Authors SHOULD organise this section into subsections when both document scope and system applicability need to be addressed. A typical structure:
- What this document covers / does not cover — the boundaries of the proposal itself.
- Where the system applies — the contexts in which the specified system is designed to work.
- Where the system does not apply — the contexts in which it should not be used, with reasons.
- Known limitations — honest acknowledgement of constraints, gaps, or unvalidated assumptions.
For simpler specifications where document scope and system applicability overlap substantially, a single integrated discussion is acceptable. Redundancy in boundary-setting is a minor cost compared to omission.
6.5 Problem Statement
The Problem Statement MUST describe a concrete, evidenced problem. It SHOULD include quantitative or operational evidence where available.
A problem statement that begins “It would be nice if…” is a feature request, not a specification motivation. A problem statement that begins “X% of projects encounter Y failure when Z occurs” is an engineering argument. The Problem Statement should read as the latter.
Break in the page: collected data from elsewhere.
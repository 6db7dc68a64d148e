//! Token types and the SQL lexer
//!
//! The lexer turns a SQL string into a lazy token stream. It never fails:
//! malformed input produces `ERROR` or `INCOMPLETE_STRING` tokens and
//! scanning continues. Dialect differences (dollar sign, colon, backtick,
//! at sign, hash, bracket) are handled by branching on the configured
//! [`Dialect`] at the dispatch points where the rules diverge.

use crate::chars::{
    is_alphanumeric, is_ascii_letter, is_digit, is_exponent_marker, is_identifier_part,
    is_leading_sign, is_letter, is_operator, is_punctuation, is_whitespace, is_wildcard, EOF_CHAR,
};
use crate::dialects::Dialect;
use crate::trie::KEYWORDS;
use serde::{Deserialize, Serialize};
use std::fmt;

/// A byte range in the source SQL.
#[derive(Debug, Clone, Copy, PartialEq, Eq, Default, Serialize, Deserialize)]
pub struct Span {
    /// Starting byte offset
    pub start: usize,
    /// Ending byte offset (exclusive)
    pub end: usize,
}

/// All token kinds the lexer can produce.
///
/// `CTE_INDICATOR` is never emitted by the lexer itself: `AS` lexes as
/// `ALIAS_INDICATOR` and the normalizer upgrades it contextually when it
/// completes a `WITH <name> AS` binding.
#[derive(Debug, Clone, Copy, PartialEq, Eq, Hash, Serialize, Deserialize)]
#[serde(rename_all = "SCREAMING_SNAKE_CASE")]
pub enum TokenKind {
    Error,
    Eof,
    Space,
    String,
    IncompleteString,
    Number,
    Ident,
    QuotedIdent,
    Operator,
    Wildcard,
    Comment,
    MultilineComment,
    Punctuation,
    DollarQuotedFunction,
    DollarQuotedString,
    PositionalParameter,
    BindParameter,
    Function,
    SystemVariable,
    Unknown,
    Command,
    Keyword,
    JsonOp,
    Boolean,
    Null,
    ProcIndicator,
    CteIndicator,
    AliasIndicator,
}

impl fmt::Display for TokenKind {
    fn fmt(&self, f: &mut fmt::Formatter<'_>) -> fmt::Result {
        write!(f, "{:?}", self)
    }
}

/// A token in the SQL token stream.
#[derive(Debug, Clone, PartialEq, Serialize, Deserialize)]
pub struct Token {
    /// The kind of token
    pub kind: TokenKind,
    /// The matched source text
    pub text: String,
    /// Position of the matched text in the source
    pub span: Span,
    /// Set when the token is a keyword that introduces a table reference
    pub is_table_indicator: bool,
    /// Byte offsets of digits within `text`, recorded for identifiers
    #[serde(default, skip_serializing_if = "Vec::is_empty")]
    pub(crate) digits: Vec<usize>,
    /// Byte offsets of quote characters within `text`
    #[serde(default, skip_serializing_if = "Vec::is_empty")]
    pub(crate) quotes: Vec<usize>,
}

impl Token {
    /// Byte offsets of digits inside the token text.
    pub fn digit_offsets(&self) -> &[usize] {
        &self.digits
    }

    /// Byte offsets of identifier-quote characters inside the token text.
    pub fn quote_offsets(&self) -> &[usize] {
        &self.quotes
    }

    /// The token text with the recorded quote characters removed.
    ///
    /// Handles dotted quoted identifiers: `"public"."users"` becomes
    /// `public.users` and `[dbo].[users]` becomes `dbo.users`.
    pub fn unquoted(&self) -> String {
        if self.quotes.is_empty() {
            return self.text.clone();
        }
        let mut quotes = self.quotes.iter().peekable();
        let mut out = String::with_capacity(self.text.len());
        for (offset, ch) in self.text.char_indices() {
            if quotes.peek().is_some_and(|&&q| q == offset) {
                quotes.next();
                continue;
            }
            out.push(ch);
        }
        out
    }
}

impl fmt::Display for Token {
    fn fmt(&self, f: &mut fmt::Formatter<'_>) -> fmt::Result {
        write!(f, "{:?}({})", self.kind, self.text)
    }
}

/// The SQL lexer.
///
/// Call [`scan_next`](Lexer::scan_next) until it returns an
/// [`Eof`](TokenKind::Eof) token; after that every further call yields
/// `Eof` again. The `Iterator` impl yields tokens up to (excluding) the
/// end of stream.
///
/// # Example
///
/// ```
/// use sqlnorm::{Lexer, TokenKind};
///
/// let mut lexer = Lexer::new("SELECT 1");
/// let tokens = lexer.scan_all();
/// assert_eq!(tokens[0].kind, TokenKind::Command);
/// assert_eq!(tokens[2].kind, TokenKind::Number);
/// ```
pub struct Lexer<'a> {
    src: &'a str,
    dialect: Dialect,
    cursor: usize,
    start: usize,
    digits: Vec<usize>,
    quotes: Vec<usize>,
    is_table_indicator: bool,
}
6.6 Prior Art and Positioning
The Prior Art section MUST identify existing work that addresses the same or adjacent problem space. For each related work, the section SHOULD state: its scope, its strengths, its structural limitations, and how the current proposal complements or extends it.
The framing SHOULD be comparative and respectful. Dismissive treatment of prior art (“X is terrible, so we built Y”) signals poor scholarship and alienates communities that maintain the dismissed work.
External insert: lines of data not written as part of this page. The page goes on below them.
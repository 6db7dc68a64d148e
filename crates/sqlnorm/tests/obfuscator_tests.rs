//! Obfuscator behavior: literal replacement, digit scrubbing, dollar
//! quoted bodies, and the obfuscate-then-normalize pipeline.

use sqlnorm::{Dialect, Normalizer, NormalizerConfig, Obfuscator, ObfuscatorConfig};

fn obfuscator() -> Obfuscator {
    Obfuscator::new(ObfuscatorConfig::new())
}

#[test]
fn test_literals_become_placeholders() {
    let cases = [
        (
            "SELECT * FROM users WHERE id = 42",
            "SELECT * FROM users WHERE id = ?",
        ),
        (
            "SELECT * FROM users WHERE name = 'john'",
            "SELECT * FROM users WHERE name = ?",
        ),
        (
            "SELECT * FROM users WHERE id = 1.5e3 OR id = -7",
            "SELECT * FROM users WHERE id = ? OR id = ?",
        ),
        (
            "SELECT * FROM users WHERE id = 0x1F AND x = 0123",
            "SELECT * FROM users WHERE id = ? AND x = ?",
        ),
        (
            "SELECT * FROM users WHERE tag = $tag$secret$tag$",
            "SELECT * FROM users WHERE tag = ?",
        ),
        // unterminated string still obfuscates
        (
            "SELECT * FROM users WHERE name = 'j",
            "SELECT * FROM users WHERE name = ?",
        ),
    ];
    let obfuscator = obfuscator();
    for (input, want) in cases {
        assert_eq!(obfuscator.obfuscate(input), want, "for {input:?}");
    }
}

#[test]
fn test_original_spacing_is_preserved() {
    let obfuscator = obfuscator();
    assert_eq!(
        obfuscator.obfuscate("SELECT  *  FROM users\nWHERE id = 1"),
        "SELECT  *  FROM users\nWHERE id = ?"
    );
}

#[test]
fn test_comments_pass_through() {
    let obfuscator = obfuscator();
    assert_eq!(
        obfuscator.obfuscate("/* keep me */ SELECT 1 -- and me"),
        "/* keep me */ SELECT ? -- and me"
    );
}

#[test]
fn test_surrounding_whitespace_is_trimmed() {
    let obfuscator = obfuscator();
    assert_eq!(obfuscator.obfuscate("  SELECT 1  "), "SELECT ?");
}

#[test]
fn test_parameters_pass_through() {
    let obfuscator = obfuscator();
    assert_eq!(
        obfuscator.obfuscate("SELECT * FROM users WHERE id = $1"),
        "SELECT * FROM users WHERE id = $1"
    );
    assert_eq!(
        obfuscator.obfuscate_with("SELECT * FROM users WHERE id = :id", Dialect::Oracle),
        "SELECT * FROM users WHERE id = :id"
    );
}

#[test]
fn test_replace_digits_in_identifiers() {
    let obfuscator = Obfuscator::new(ObfuscatorConfig::new().with_replace_digits(true));
    assert_eq!(
        obfuscator.obfuscate("SELECT * FROM users_2024_05 WHERE id = 1"),
        "SELECT * FROM users_?_? WHERE id = ?"
    );
    // quoted identifiers keep their digits
    assert_eq!(
        obfuscator.obfuscate(r#"SELECT * FROM "events123" WHERE id = 1"#),
        r#"SELECT * FROM "events123" WHERE id = ?"#
    );
}

#[test]
fn test_digits_kept_without_replace_digits() {
    let obfuscator = obfuscator();
    assert_eq!(
        obfuscator.obfuscate("SELECT * FROM users_2024 WHERE id = 1"),
        "SELECT * FROM users_2024 WHERE id = ?"
    );
}

#[test]
fn test_dollar_quoted_function_replaced_by_default() {
    let obfuscator = obfuscator();
    assert_eq!(
        obfuscator.obfuscate("SELECT $func$INSERT INTO t VALUES ('a', 1)$func$"),
        "SELECT ?"
    );
}

#[test]
fn test_dollar_quoted_function_body_obfuscated_when_enabled() {
    let obfuscator = Obfuscator::new(ObfuscatorConfig::new().with_dollar_quoted_func(true));
    assert_eq!(
        obfuscator.obfuscate("SELECT $func$INSERT INTO t VALUES ('a', 1)$func$"),
        "SELECT $func$INSERT INTO t VALUES (?, ?)$func$"
    );
}

#[test]
fn test_error_tokens_pass_through() {
    let obfuscator = obfuscator();
    assert_eq!(obfuscator.obfuscate("SELECT 1 /* oops"), "SELECT ? /* oops");
}

#[test]
fn test_obfuscate_then_normalize_pipeline() {
    let obfuscator = obfuscator();
    let normalizer = Normalizer::new(
        NormalizerConfig::new()
            .with_collect_tables(true)
            .with_collect_commands(true),
    );
    let obfuscated = obfuscator.obfuscate(
        "SELECT * FROM users WHERE id IN (1, 2, 3) AND name = 'j'",
    );
    assert_eq!(
        obfuscated,
        "SELECT * FROM users WHERE id IN (?, ?, ?) AND name = ?"
    );
    let (sql, metadata) = normalizer.normalize(&obfuscated);
    assert_eq!(sql, "SELECT * FROM users WHERE id IN ( ? ) AND name = ?");
    assert_eq!(metadata.tables, ["users"]);
    assert_eq!(metadata.commands, ["SELECT"]);
}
6.7 Design Goals and Explicit Non-Goals
The Design Goals section MUST state what the proposal optimises for. The Non-Goals section MUST state what the proposal explicitly does NOT attempt to achieve.
Non-Goals are the critical differentiator between adequate and strong proposals. Most weak specifications fail not because their goals are unclear but because their boundaries are. A specification with clear goals and no non-goals invites the question: “But what about X?” for every adjacent concern. Explicit non-goals pre-empt these questions.
6.8 Core Specification (Normative Section)
The Core Specification section MUST contain the normative technical content of the proposal: the actual design, schema, format, protocol, or standard being proposed. It MUST be precise enough that two independent implementers can produce interoperable results.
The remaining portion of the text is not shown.